Have you noticed how the anti-alien interests have taken heart since the Colonial Ministers have been in London? With Premier Hughes as their spokesman they have put life and energy into the movement. More progress has been made in dealing with aliens in high places in the last two months than in the three and a half years since war began, and the good work goes on. And it has come none too soon. A feeling of unrest has begun to show itself irj the army where they are suffering most but saying least. A year ago and again in my last article I referred to the rottenness of our foreign office and consular service—the German influence therein. Lord Beresford taking this up the other day showed that before the war 900 of our 1,200 consuls were German and many of them are still German. Hundreds of persons of enemy birth, protected by influential friends are filling public positions in war, navy and foreign offices. Some are confidential secretaries. A censor at the war office was a Holstein Dane, pronouncedly a pacificist and pro-German. As a result of recent agitation they have decided to intern all male enemy aliens over 18.

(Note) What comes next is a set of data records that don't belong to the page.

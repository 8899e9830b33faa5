//! Chatbot consumer of the machine-mode client.
//!
//! The bot subscribes to `message` and `peer_update` events. Every message
//! passes the per-sender rate limiter first; `!`-prefixed text is a bot
//! command, anything else goes to the [`Responder`] together with the
//! sender's bounded history. Failures never reach the peer as raw errors:
//! they become short textual notices.

pub mod context;
pub mod rate_limit;
pub mod responder;

use std::collections::HashSet;
use std::fmt::Write as _;
use std::sync::atomic::{AtomicU64, Ordering};
use std::sync::{Arc, Mutex, PoisonError};
use std::time::Duration;

use tokio::time::Instant;
use tracing::{debug, info, info_span, warn, Instrument};

use crate::config::BotConfig;
use crate::machine::MachineClient;
use crate::models::message::IncomingMessage;
use crate::models::peer::{Peer, PeerUpdate};

use self::context::{ContextStore, Turn};
use self::rate_limit::SlidingWindowLimiter;
use self::responder::Responder;

/// Sent when a sender exceeds the rate limit.
pub const RATE_LIMIT_NOTICE: &str = "Sorry, you're sending messages too quickly. Please wait a moment.";

/// Sent when the responder fails.
pub const RESPONDER_FAILURE_NOTICE: &str =
    "Sorry, I encountered an error processing your message. Please try again.";

/// Bot commands and their descriptions, in `!help` order.
pub const BOT_COMMANDS: [(&str, &str); 5] = [
    ("!help", "Show available commands"),
    ("!peers", "List active peers"),
    ("!stats", "Show chat statistics"),
    ("!clear", "Clear conversation history"),
    ("!about", "About this bot"),
];

/// Point-in-time copy of the bot's counters.
#[derive(Debug, Clone, Copy, PartialEq, Eq)]
pub struct StatsSnapshot {
    /// Message events received.
    pub messages_received: u64,
    /// Replies the child confirmed as delivered.
    pub messages_sent: u64,
    /// Distinct usernames that talked to the bot.
    pub users_helped: usize,
    /// Time since the bot was created.
    pub uptime: Duration,
}

#[derive(Debug)]
struct BotStats {
    received: AtomicU64,
    sent: AtomicU64,
    users: Mutex<HashSet<String>>,
    started: Instant,
}

struct BotInner {
    client: MachineClient,
    config: BotConfig,
    limiter: SlidingWindowLimiter,
    context: ContextStore,
    responder: Arc<dyn Responder>,
    stats: BotStats,
}

/// Chatbot bound to one [`MachineClient`]. Cheap to clone.
#[derive(Clone)]
pub struct Chatbot {
    inner: Arc<BotInner>,
}

impl Chatbot {
    /// Create a bot over `client`. Nothing is subscribed until
    /// [`start`](Self::start).
    #[must_use]
    pub fn new(client: MachineClient, config: BotConfig, responder: Arc<dyn Responder>) -> Self {
        let limiter = SlidingWindowLimiter::new(
            config.rate_limit,
            Duration::from_secs(config.rate_window_seconds),
        );
        let context = ContextStore::new(config.max_context);
        Self {
            inner: Arc::new(BotInner {
                client,
                config,
                limiter,
                context,
                responder,
                stats: BotStats {
                    received: AtomicU64::new(0),
                    sent: AtomicU64::new(0),
                    users: Mutex::new(HashSet::new()),
                    started: Instant::now(),
                },
            }),
        }
    }

    /// The underlying client.
    #[must_use]
    pub fn client(&self) -> &MachineClient {
        &self.inner.client
    }

    /// Conversation history store.
    #[must_use]
    pub fn context(&self) -> &ContextStore {
        &self.inner.context
    }

    /// Subscribe to events and greet peers that are already connected.
    pub async fn start(&self) {
        let bot = self.clone();
        self.inner.client.on_message(move |message| {
            let bot = bot.clone();
            async move {
                bot.handle_message(message).await;
                Ok(())
            }
        });

        let bot = self.clone();
        self.inner.client.on_peer_update(move |update| {
            let bot = bot.clone();
            async move {
                bot.handle_peer_update(&update);
                Ok(())
            }
        });

        let peers = self.inner.client.list_peers().await;
        if peers.is_empty() {
            info!("chatbot ready, no peers connected yet");
        } else {
            let reached = self
                .inner
                .client
                .broadcast_message(&self.inner.config.greeting)
                .await;
            info!(peers = peers.len(), reached, "chatbot ready, greeting broadcast");
        }
    }

    /// Counters at this instant.
    #[must_use]
    pub fn stats(&self) -> StatsSnapshot {
        let stats = &self.inner.stats;
        StatsSnapshot {
            messages_received: stats.received.load(Ordering::Relaxed),
            messages_sent: stats.sent.load(Ordering::Relaxed),
            users_helped: stats
                .users
                .lock()
                .unwrap_or_else(PoisonError::into_inner)
                .len(),
            uptime: stats.started.elapsed(),
        }
    }

    /// Process one incoming chat message.
    pub async fn handle_message(&self, message: IncomingMessage) {
        let inner = &self.inner;
        inner.stats.received.fetch_add(1, Ordering::Relaxed);
        let username = message.from.username.clone();

        let span = info_span!("bot_message", from = %username);
        async {
            let peer_id = match message.from.id {
                Some(id) => Some(id),
                None => self.lookup_peer_id(&username).await,
            };
            let Some(peer_id) = peer_id else {
                warn!("no peer id for sender, message ignored");
                return;
            };

            inner
                .stats
                .users
                .lock()
                .unwrap_or_else(PoisonError::into_inner)
                .insert(username.clone());

            if !inner.limiter.check(&username).is_allowed() {
                self.reply(peer_id, RATE_LIMIT_NOTICE).await;
                return;
            }

            let content = message.content.trim();
            if content.starts_with('!') {
                let text = self.command_reply(&username, content).await;
                self.reply(peer_id, &text).await;
                return;
            }

            let text = self.generate(&username, content).await;
            self.reply(peer_id, &text).await;
        }
        .instrument(span)
        .await;
    }

    async fn lookup_peer_id(&self, username: &str) -> Option<i64> {
        self.inner
            .client
            .list_peers()
            .await
            .into_iter()
            .find(|peer| peer.username == username)
            .map(|peer| peer.id)
    }

    async fn reply(&self, peer_id: i64, text: &str) {
        if self.inner.client.send_message(peer_id, text).await {
            self.inner.stats.sent.fetch_add(1, Ordering::Relaxed);
        } else {
            warn!(peer_id, "reply not delivered");
        }
    }

    async fn generate(&self, username: &str, content: &str) -> String {
        let inner = &self.inner;
        inner.context.push(username, Turn::user(content));
        let history = inner.context.history(username);

        match inner.responder.respond(username, &history).await {
            Ok(text) => {
                inner.context.push(username, Turn::assistant(text.clone()));
                text
            }
            Err(err) => {
                warn!(error = %err, "responder failed");
                RESPONDER_FAILURE_NOTICE.to_owned()
            }
        }
    }

    /// Reply text for a `!`-prefixed bot command.
    pub async fn command_reply(&self, username: &str, content: &str) -> String {
        let command = content
            .split_whitespace()
            .next()
            .unwrap_or_default()
            .to_lowercase();
        debug!(command, "bot command");

        match command.as_str() {
            "!help" => help_text(),
            "!peers" => format_peers(&self.inner.client.list_peers().await),
            "!stats" => format_stats(&self.stats()),
            "!clear" => {
                self.inner.context.clear(username);
                "Conversation history cleared.".to_owned()
            }
            "!about" => self.inner.config.about.clone(),
            other => format!("Unknown command: {other}. Type !help for available commands."),
        }
    }

    /// Greet a peer that just joined, after the configured delay.
    ///
    /// The greeting is sent from its own task so the event pump is not held
    /// for the delay.
    pub fn handle_peer_update(&self, update: &PeerUpdate) {
        let Some(peer) = update.joined_peer().cloned() else {
            debug!(action = %update.action, "peer update ignored");
            return;
        };
        let bot = self.clone();
        let delay = Duration::from_millis(self.inner.config.peer_greeting_delay_ms);
        tokio::spawn(async move {
            tokio::time::sleep(delay).await;
            let greeting = welcome_text(&peer, &bot.inner.config.greeting);
            bot.reply(peer.id, &greeting).await;
        });
    }

    /// Wait until the underlying client has terminated.
    pub async fn run_until_closed(&self) {
        self.inner.client.closed().await;
        info!(stats = ?self.stats(), "chatbot stopped");
    }
}

/// `!help` reply.
#[must_use]
pub fn help_text() -> String {
    let mut text = String::from("Available commands:\n");
    for (command, description) in BOT_COMMANDS {
        let _ = writeln!(text, "  {command} - {description}");
    }
    text
}

/// `!peers` reply.
#[must_use]
pub fn format_peers(peers: &[Peer]) -> String {
    if peers.is_empty() {
        return "No other peers currently connected.".to_owned();
    }
    let mut text = String::from("Active peers:\n");
    for peer in peers {
        let _ = writeln!(text, "  • {} ({})", peer.username, peer.ip);
    }
    text
}

/// Uptime as `{h}h {m}m`.
#[must_use]
pub fn format_uptime(uptime: Duration) -> String {
    let secs = uptime.as_secs();
    format!("{}h {}m", secs / 3600, (secs % 3600) / 60)
}

/// `!stats` reply.
#[must_use]
pub fn format_stats(stats: &StatsSnapshot) -> String {
    format!(
        "Bot Statistics:\n• Uptime: {}\n• Messages received: {}\n• Messages sent: {}\n• Users helped: {}",
        format_uptime(stats.uptime),
        stats.messages_received,
        stats.messages_sent,
        stats.users_helped
    )
}

/// Greeting for a newly joined peer.
#[must_use]
pub fn welcome_text(peer: &Peer, greeting: &str) -> String {
    format!("Welcome {}! {greeting}", peer.username)
}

Review all naturalizations since 1914 and before if suspicion is well grounded.
Discharge all men and women of enemy origin in Government employment. ' Close the German banks at once.
This under colonial pressure after four years. Will much be done if that influence is withdrawn as proposed?
Sir Charles Tupper brings back word that as a result of Premier Hughes’ agitation, a sentiment is developing in England in favor of the retention of the captured German Colonies. And he urged that “CANADA ALSO SHOULD MAKE HER VOICE HEARD IN THIS REGARD, AS THE HANDING BACK OF TERRITORY WHICH HAD BEEN GAINED LARGELY THOUGH COLONIAL EFFORT WOULD BE EXTREMELY DISTASTEFUL TO THE MEN OVERSEAS.”
And there is a clique of public men and newspapers in Canada who want Borden, Mewburn, Ballantyne to come right home and say nothing on this topic.